In this case, `({ x: 1 }).x` is a reference, it evaluates to 1, and is then
increased by 1 to produce 2 as a resulting value.

When you said "this also works" with `++[ [] ][ 0 ]` example, what happened is
that `[ [] ][ 0 ]` evaluated to a reference too, and returned a value of array
(inner one). The fact that something like ++[[]][0] "works" should already
hint at the fact that "existence" of an object is a bogus reasoning ;)

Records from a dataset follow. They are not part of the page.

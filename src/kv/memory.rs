use std::collections::{HashMap, HashSet};
use std::sync::Mutex;

use async_trait::async_trait;

use crate::errors::KvError;

use super::KvStore;

#[derive(Default)]
struct Inner {
    hashes: HashMap<String, HashMap<String, String>>,
    sets: HashMap<String, HashSet<String>>,
    strings: HashMap<String, String>,
}

/// `Mutex<HashMap>`-backed `KvStore` double for unit tests — no TTL
/// expiry is simulated (tests assert presence/absence directly).
#[derive(Default)]
pub struct InMemoryKvStore {
    inner: Mutex<Inner>,
}

impl InMemoryKvStore {
    pub fn new() -> Self {
        Self::default()
    }
}

#[async_trait]
impl KvStore for InMemoryKvStore {
    async fn hash_get_all(&self, key: &str) -> Result<Option<Vec<(String, String)>>, KvError> {
        let inner = self.inner.lock().unwrap();
        Ok(inner
            .hashes
            .get(key)
            .map(|m| m.iter().map(|(k, v)| (k.clone(), v.clone())).collect()))
    }

    async fn hash_set_multiple(&self, key: &str, fields: &[(&str, String)]) -> Result<(), KvError> {
        let mut inner = self.inner.lock().unwrap();
        let entry = inner.hashes.entry(key.to_string()).or_default();
        for (f, v) in fields {
            entry.insert((*f).to_string(), v.clone());
        }
        Ok(())
    }

    async fn hash_set(&self, key: &str, field: &str, value: String) -> Result<(), KvError> {
        let mut inner = self.inner.lock().unwrap();
        inner
            .hashes
            .entry(key.to_string())
            .or_default()
            .insert(field.to_string(), value);
        Ok(())
    }

    async fn hash_exists(&self, key: &str) -> Result<bool, KvError> {
        let inner = self.inner.lock().unwrap();
        Ok(inner.hashes.contains_key(key))
    }

    async fn set_add(&self, key: &str, member: &str) -> Result<(), KvError> {
        let mut inner = self.inner.lock().unwrap();
        inner
            .sets
            .entry(key.to_string())
            .or_default()
            .insert(member.to_string());
        Ok(())
    }

    async fn set_remove(&self, key: &str, member: &str) -> Result<(), KvError> {
        let mut inner = self.inner.lock().unwrap();
        if let Some(s) = inner.sets.get_mut(key) {
            s.remove(member);
        }
        Ok(())
    }

    async fn set_members(&self, key: &str) -> Result<Vec<String>, KvError> {
        let inner = self.inner.lock().unwrap();
        Ok(inner
            .sets
            .get(key)
            .map(|s| s.iter().cloned().collect())
            .unwrap_or_default())
    }

    async fn get_string(&self, key: &str) -> Result<Option<String>, KvError> {
        let inner = self.inner.lock().unwrap();
        Ok(inner.strings.get(key).cloned())
    }

    async fn set_string(&self, key: &str, value: &str) -> Result<(), KvError> {
        let mut inner = self.inner.lock().unwrap();
        inner.strings.insert(key.to_string(), value.to_string());
        Ok(())
    }

    async fn set_string_with_ttl(
        &self,
        key: &str,
        value: &str,
        _ttl_seconds: u64,
    ) -> Result<(), KvError> {
        self.set_string(key, value).await
    }

    async fn delete(&self, key: &str) -> Result<(), KvError> {
        let mut inner = self.inner.lock().unwrap();
        inner.hashes.remove(key);
        inner.sets.remove(key);
        inner.strings.remove(key);
        Ok(())
    }

    async fn scan_keys(&self, pattern: &str) -> Result<Vec<String>, KvError> {
        // Only supports the simple `prefix:*:mid:*`/`prefix*` globs this
        // service actually issues.
        let parts: Vec<&str> = pattern.split('*').collect();
        let inner = self.inner.lock().unwrap();
        let matches = |key: &str| -> bool {
            let mut rest = key;
            for (idx, part) in parts.iter().enumerate() {
                if part.is_empty() {
                    continue;
                }
                if idx == 0 {
                    if !rest.starts_with(part) {
                        return false;
                    }
                    rest = &rest[part.len()..];
                } else if let Some(pos) = rest.find(part) {
                    rest = &rest[pos + part.len()..];
                } else {
                    return false;
                }
            }
            true
        };
        Ok(inner
            .strings
            .keys()
            .filter(|k| matches(k))
            .cloned()
            .collect())
    }
}
//! Environment-driven configuration. No config-file parser and no CLI flag
//! parsing — both remain out of scope (spec.md §1) — this just reads the
//! handful of env vars the service needs, the same shape
//! `twzrd-aggregator-rs::main` uses for `HOST`/`PORT`/`DATABASE_URL`.

use crate::errors::ConfigError;

#[derive(Debug, Clone)]
pub struct Config {
    pub host: String,
    pub port: u16,

    pub node_url: String,
    pub node_api_key: String,
    pub wallet_pass: String,
    pub explorer_url: String,
    pub oracle_address: String,
    pub roulette_ergo_tree: String,
    pub house_address: String,

    pub kv_url: String,
    pub bus_url: String,
}

impl Config {
    pub fn from_env() -> Result<Self, ConfigError> {
        let host = std::env::var("HOST").unwrap_or_else(|_| "0.0.0.0".into());
        let port = std::env::var("PORT")
            .ok()
            .and_then(|p| p.parse().ok())
            .unwrap_or(8080);

        let node_url = require("NODE_URL")?;
        let node_api_key = require("NODE_API_KEY")?;
        let wallet_pass = require("WALLET_PASS")?;
        let explorer_url = require("EXPLORER_URL")?;
        let oracle_address = require("ORACLE_ADDRESS")?;
        let roulette_ergo_tree = require("ROULETTE_ERGO_TREE")?;
        let house_address = require("HOUSE_ADDRESS")?;

        let kv_url = std::env::var("KV_URL").unwrap_or_else(|_| "redis://127.0.0.1/".into());
        let bus_url =
            std::env::var("BUS_URL").unwrap_or_else(|_| "nats://127.0.0.1:4222".into());

        Ok(Self {
            host,
            port,
            node_url,
            node_api_key,
            wallet_pass,
            explorer_url,
            oracle_address,
            roulette_ergo_tree,
            house_address,
            kv_url,
            bus_url,
        })
    }
}

fn require(key: &'static str) -> Result<String, ConfigError> {
    std::env::var(key).map_err(|_| ConfigError::Missing(key))
}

So what we really need to understand here (besides type coercion) is the
notion of references. Literals, for example, always evaluate to values: 1,
"foo", true, ({ x: 1 }), and [] are all values. Expressions involving property
accessors, on the other hand — foo.bar, [1][0], ({ x: 1 }).x — are all
references.

Understanding this distinction can also help explain other aspects of
Javascript, such as, say, simple assignments, where left hand operand is
constrained by the same rules as ++ operator; it should always evaluate to a
reference:

1 = 1; // ReferenceError, LHS operand is not a reference

null = 1; // ReferenceError, LHS operand is not a reference

// but

({ x: 1 }).x = 1; // works as expected, LHS operand is a reference

x = 1; // works as expected, LHS operand is a reference

FWIW, it is the same internal PutValue method that's invoked by `=` operator,
and is why assignment to non-reference values result in an error.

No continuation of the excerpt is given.